Required action —
Reproduce, character for character, the entries from their opening line through the line with "use std::str::FromStr;".

Provided records —
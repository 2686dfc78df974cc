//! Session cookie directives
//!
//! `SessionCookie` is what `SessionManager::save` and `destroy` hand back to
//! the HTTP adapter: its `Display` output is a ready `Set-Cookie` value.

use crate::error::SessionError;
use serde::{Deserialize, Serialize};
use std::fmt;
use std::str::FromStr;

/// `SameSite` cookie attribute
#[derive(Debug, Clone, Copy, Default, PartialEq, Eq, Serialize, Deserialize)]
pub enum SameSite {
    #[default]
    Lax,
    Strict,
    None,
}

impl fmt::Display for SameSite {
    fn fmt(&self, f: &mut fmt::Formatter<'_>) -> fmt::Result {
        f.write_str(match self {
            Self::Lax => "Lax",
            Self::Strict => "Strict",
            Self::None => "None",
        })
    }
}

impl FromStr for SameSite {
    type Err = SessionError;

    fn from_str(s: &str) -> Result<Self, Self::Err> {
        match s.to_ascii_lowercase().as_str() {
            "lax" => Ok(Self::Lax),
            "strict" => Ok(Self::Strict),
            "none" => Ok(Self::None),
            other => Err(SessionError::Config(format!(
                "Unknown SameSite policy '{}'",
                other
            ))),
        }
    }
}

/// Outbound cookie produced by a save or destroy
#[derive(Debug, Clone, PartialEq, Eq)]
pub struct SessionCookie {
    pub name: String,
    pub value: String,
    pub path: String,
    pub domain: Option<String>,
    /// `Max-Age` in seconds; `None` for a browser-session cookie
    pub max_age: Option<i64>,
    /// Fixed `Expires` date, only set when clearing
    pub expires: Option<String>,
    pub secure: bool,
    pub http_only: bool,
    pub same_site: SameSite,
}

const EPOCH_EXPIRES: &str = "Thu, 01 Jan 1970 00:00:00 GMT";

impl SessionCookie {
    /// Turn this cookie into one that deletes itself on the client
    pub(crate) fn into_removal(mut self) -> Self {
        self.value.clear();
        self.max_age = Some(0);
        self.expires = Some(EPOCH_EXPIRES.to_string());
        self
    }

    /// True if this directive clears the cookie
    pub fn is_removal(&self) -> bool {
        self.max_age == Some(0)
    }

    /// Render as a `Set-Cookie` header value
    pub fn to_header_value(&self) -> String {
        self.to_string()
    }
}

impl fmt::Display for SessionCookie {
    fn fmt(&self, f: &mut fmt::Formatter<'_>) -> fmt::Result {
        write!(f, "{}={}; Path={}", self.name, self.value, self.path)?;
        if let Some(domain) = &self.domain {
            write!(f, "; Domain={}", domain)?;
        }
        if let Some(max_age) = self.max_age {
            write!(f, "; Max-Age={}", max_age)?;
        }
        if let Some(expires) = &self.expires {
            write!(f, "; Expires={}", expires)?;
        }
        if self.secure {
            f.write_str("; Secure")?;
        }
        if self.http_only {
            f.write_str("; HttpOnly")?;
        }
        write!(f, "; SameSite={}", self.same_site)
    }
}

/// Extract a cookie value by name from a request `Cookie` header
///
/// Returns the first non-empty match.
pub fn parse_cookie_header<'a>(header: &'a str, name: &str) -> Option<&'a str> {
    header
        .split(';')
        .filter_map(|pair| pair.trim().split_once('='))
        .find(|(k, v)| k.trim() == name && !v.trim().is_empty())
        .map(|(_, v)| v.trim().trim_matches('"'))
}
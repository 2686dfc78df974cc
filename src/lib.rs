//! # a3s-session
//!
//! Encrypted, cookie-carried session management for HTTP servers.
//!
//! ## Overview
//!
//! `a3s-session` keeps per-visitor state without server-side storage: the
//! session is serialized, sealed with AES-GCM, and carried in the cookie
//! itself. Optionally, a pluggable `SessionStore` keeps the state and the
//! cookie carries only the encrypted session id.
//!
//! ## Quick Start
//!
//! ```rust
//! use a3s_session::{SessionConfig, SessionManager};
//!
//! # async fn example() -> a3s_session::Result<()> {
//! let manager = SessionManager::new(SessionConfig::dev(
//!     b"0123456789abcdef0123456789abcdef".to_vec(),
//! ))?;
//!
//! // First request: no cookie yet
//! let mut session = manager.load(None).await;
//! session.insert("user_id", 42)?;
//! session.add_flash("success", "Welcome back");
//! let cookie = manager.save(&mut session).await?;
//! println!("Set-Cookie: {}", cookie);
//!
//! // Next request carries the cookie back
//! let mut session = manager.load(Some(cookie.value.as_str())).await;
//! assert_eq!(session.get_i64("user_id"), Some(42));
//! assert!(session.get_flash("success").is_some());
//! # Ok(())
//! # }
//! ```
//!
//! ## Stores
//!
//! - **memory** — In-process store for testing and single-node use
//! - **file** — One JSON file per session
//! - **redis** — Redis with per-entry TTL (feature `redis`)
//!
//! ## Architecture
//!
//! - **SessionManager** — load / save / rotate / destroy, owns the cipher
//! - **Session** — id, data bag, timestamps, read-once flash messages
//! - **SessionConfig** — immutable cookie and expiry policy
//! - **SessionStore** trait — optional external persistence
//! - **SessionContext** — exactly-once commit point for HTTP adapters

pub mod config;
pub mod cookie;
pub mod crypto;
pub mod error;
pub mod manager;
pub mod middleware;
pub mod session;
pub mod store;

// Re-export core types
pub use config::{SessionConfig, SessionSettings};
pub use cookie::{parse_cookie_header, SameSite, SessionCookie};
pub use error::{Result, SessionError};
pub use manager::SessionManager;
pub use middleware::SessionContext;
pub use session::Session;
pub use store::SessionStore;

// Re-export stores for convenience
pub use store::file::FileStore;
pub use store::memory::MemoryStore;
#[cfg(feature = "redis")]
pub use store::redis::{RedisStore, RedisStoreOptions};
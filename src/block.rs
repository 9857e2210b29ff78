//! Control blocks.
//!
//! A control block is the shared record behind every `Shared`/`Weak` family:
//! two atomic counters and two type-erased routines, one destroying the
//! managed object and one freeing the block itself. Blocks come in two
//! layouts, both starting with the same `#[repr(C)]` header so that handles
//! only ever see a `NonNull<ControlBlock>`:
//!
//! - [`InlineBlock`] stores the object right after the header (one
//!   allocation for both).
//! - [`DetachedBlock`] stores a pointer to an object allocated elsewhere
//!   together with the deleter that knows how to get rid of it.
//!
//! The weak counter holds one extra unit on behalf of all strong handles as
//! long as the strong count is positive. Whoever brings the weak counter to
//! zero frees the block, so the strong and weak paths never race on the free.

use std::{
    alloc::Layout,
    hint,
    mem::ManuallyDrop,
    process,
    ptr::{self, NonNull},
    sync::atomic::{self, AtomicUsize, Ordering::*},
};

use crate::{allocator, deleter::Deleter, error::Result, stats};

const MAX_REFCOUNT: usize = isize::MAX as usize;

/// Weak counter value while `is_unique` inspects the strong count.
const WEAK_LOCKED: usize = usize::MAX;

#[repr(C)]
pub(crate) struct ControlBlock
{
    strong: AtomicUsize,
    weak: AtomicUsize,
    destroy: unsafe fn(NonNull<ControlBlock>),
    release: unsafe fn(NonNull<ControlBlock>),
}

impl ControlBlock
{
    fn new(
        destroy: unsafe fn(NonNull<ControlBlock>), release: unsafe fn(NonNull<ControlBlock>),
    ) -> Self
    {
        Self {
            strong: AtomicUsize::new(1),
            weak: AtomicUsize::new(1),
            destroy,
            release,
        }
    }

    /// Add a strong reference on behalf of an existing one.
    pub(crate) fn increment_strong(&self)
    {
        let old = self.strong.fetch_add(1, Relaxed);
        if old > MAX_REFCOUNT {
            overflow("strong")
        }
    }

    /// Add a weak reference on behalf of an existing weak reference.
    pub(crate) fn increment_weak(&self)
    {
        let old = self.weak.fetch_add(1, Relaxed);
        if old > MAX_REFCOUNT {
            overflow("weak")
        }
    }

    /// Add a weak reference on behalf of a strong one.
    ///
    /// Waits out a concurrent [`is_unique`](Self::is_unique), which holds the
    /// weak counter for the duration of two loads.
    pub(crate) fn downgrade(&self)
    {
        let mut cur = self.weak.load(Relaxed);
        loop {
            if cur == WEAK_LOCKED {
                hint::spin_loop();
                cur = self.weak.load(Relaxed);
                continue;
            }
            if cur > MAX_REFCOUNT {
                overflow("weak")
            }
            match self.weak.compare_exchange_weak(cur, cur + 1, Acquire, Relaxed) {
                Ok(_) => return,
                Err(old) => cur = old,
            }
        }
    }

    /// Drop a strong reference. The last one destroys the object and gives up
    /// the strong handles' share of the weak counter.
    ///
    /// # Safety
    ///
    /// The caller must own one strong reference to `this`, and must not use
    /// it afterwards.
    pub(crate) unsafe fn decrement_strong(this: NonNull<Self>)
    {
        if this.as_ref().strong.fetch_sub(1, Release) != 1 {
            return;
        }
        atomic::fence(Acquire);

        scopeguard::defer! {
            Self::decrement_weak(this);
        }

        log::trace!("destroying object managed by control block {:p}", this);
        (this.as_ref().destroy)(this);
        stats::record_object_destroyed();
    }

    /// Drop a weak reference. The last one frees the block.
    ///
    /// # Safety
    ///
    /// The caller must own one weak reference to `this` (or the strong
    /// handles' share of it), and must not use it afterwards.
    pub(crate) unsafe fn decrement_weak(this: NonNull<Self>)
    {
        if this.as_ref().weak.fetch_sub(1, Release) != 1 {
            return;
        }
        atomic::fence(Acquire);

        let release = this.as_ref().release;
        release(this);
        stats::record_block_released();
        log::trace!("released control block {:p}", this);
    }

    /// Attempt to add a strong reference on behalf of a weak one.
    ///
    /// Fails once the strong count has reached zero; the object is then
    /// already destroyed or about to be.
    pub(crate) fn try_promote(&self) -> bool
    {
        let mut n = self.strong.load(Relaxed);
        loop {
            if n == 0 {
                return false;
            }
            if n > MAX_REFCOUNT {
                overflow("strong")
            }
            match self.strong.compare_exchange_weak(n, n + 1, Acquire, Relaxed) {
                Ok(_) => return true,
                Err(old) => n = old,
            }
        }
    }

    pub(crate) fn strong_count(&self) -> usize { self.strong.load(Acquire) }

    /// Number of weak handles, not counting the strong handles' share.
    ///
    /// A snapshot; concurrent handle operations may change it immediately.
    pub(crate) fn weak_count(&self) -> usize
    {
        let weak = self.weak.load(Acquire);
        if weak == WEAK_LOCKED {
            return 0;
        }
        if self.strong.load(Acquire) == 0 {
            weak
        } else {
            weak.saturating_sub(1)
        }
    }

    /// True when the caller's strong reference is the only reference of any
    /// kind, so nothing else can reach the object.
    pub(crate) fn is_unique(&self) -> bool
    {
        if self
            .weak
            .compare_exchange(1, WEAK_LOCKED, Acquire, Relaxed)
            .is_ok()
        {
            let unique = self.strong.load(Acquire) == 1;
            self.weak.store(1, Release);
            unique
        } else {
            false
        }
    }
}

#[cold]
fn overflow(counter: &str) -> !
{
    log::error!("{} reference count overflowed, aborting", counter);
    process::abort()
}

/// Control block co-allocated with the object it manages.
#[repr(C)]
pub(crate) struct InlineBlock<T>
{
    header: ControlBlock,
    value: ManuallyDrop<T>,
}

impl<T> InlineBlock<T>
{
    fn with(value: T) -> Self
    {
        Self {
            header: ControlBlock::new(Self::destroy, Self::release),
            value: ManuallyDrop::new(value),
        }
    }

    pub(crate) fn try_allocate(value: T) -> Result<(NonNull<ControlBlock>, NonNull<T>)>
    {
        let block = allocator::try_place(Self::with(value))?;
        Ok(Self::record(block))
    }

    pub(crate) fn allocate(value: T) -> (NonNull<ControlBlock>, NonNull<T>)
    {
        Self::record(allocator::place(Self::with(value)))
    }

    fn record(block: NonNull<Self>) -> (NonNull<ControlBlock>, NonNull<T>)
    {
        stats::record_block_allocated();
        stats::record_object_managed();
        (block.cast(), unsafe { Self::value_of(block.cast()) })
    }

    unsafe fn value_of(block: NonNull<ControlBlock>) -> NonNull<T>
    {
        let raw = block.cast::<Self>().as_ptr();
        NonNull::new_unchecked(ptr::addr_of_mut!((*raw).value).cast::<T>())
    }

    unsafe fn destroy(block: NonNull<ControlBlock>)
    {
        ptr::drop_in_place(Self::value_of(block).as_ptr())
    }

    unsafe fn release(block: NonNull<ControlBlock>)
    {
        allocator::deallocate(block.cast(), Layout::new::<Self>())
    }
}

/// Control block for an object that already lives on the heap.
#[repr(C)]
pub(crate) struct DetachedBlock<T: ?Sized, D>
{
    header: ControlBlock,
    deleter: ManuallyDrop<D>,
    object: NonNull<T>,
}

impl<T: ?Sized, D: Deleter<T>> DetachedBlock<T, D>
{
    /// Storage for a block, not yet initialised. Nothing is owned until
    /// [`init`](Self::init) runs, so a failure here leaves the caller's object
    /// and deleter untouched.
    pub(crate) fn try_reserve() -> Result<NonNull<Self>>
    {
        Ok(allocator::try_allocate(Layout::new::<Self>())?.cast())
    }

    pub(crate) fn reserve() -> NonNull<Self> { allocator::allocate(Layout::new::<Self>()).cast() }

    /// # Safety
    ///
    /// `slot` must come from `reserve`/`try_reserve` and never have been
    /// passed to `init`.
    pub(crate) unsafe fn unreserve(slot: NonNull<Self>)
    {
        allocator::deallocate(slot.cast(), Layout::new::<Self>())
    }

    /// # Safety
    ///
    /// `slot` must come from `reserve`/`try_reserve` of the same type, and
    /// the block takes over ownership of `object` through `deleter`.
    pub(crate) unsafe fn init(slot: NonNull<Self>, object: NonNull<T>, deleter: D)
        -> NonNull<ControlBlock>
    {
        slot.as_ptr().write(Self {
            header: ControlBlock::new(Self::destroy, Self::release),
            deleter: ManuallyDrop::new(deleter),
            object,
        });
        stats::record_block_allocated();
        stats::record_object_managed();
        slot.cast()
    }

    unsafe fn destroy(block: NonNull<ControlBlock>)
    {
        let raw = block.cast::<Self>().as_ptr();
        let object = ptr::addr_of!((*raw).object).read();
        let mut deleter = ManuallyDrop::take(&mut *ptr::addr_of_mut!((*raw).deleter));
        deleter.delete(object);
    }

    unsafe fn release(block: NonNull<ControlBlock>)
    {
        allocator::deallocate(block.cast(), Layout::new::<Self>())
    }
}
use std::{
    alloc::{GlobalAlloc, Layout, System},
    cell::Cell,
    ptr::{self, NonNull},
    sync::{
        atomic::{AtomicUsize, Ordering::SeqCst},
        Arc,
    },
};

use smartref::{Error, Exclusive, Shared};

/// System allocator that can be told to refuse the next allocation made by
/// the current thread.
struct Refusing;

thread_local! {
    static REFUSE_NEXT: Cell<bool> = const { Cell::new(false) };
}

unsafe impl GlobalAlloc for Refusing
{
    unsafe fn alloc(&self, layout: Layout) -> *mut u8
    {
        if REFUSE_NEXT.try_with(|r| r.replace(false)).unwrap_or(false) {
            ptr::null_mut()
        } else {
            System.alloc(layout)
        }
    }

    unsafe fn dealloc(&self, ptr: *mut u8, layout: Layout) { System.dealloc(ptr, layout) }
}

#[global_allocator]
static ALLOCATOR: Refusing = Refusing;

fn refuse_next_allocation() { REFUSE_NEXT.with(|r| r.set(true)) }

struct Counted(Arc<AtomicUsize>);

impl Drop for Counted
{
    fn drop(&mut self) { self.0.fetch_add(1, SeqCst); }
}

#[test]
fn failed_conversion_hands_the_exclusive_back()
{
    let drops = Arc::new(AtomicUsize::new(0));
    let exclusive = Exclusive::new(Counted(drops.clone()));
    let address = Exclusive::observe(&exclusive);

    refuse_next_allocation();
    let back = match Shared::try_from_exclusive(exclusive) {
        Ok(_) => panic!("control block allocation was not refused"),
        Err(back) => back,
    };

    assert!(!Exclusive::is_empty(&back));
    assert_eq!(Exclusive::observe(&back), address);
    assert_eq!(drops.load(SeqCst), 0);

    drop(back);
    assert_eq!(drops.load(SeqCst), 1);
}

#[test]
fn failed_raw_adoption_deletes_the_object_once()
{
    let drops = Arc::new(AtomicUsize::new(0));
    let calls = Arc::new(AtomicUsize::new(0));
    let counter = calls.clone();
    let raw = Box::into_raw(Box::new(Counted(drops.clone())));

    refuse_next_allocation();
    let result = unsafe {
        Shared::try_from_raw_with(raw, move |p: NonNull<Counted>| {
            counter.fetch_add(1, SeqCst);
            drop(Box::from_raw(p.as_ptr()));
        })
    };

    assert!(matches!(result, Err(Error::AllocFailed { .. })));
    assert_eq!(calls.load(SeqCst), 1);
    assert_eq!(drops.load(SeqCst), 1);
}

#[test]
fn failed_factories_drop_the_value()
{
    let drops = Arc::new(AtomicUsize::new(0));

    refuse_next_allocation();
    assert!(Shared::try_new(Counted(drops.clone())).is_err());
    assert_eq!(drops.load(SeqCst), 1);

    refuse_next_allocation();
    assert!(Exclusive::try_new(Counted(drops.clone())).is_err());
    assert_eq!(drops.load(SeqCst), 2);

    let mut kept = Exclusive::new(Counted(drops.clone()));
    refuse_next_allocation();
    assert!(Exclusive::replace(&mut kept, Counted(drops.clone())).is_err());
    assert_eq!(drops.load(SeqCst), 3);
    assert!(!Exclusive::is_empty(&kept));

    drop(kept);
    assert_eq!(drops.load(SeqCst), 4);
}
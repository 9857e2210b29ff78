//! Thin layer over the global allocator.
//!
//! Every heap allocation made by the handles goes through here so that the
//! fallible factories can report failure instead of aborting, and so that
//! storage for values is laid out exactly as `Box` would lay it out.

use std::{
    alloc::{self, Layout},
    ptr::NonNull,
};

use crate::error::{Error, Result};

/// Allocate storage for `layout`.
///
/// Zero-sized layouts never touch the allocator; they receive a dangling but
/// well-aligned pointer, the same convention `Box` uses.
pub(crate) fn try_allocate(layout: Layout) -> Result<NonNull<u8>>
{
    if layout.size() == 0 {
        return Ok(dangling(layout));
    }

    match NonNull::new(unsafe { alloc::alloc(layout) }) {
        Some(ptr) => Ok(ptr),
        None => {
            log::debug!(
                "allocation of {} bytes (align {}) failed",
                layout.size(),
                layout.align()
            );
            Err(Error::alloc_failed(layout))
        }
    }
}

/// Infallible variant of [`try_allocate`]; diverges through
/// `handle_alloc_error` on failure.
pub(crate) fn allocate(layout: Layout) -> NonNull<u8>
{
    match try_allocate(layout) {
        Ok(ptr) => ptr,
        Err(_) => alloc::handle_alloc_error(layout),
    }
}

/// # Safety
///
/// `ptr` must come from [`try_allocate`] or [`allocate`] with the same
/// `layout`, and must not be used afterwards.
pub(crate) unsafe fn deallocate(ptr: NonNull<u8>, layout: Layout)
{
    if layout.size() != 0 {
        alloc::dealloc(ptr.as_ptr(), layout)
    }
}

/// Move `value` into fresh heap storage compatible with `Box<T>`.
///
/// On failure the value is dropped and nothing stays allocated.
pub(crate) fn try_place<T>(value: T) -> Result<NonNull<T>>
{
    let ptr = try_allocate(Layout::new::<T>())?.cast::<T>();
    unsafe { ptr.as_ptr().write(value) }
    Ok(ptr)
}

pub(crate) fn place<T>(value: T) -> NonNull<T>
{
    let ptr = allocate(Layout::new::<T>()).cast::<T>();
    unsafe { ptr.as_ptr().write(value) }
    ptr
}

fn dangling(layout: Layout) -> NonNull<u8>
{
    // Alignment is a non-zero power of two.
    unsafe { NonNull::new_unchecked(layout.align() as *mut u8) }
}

The answer —
repository 2686dfc78df974cc
//! Session cookie directives
//!
//! `SessionCookie` is what `SessionManager::save` and `destroy` hand back to
//! the HTTP adapter: its `Display` output is a ready `Set-Cookie` value.

use crate::error::SessionError;
use serde::{Deserialize, Serialize};
use std::fmt;
use std::str::FromStr;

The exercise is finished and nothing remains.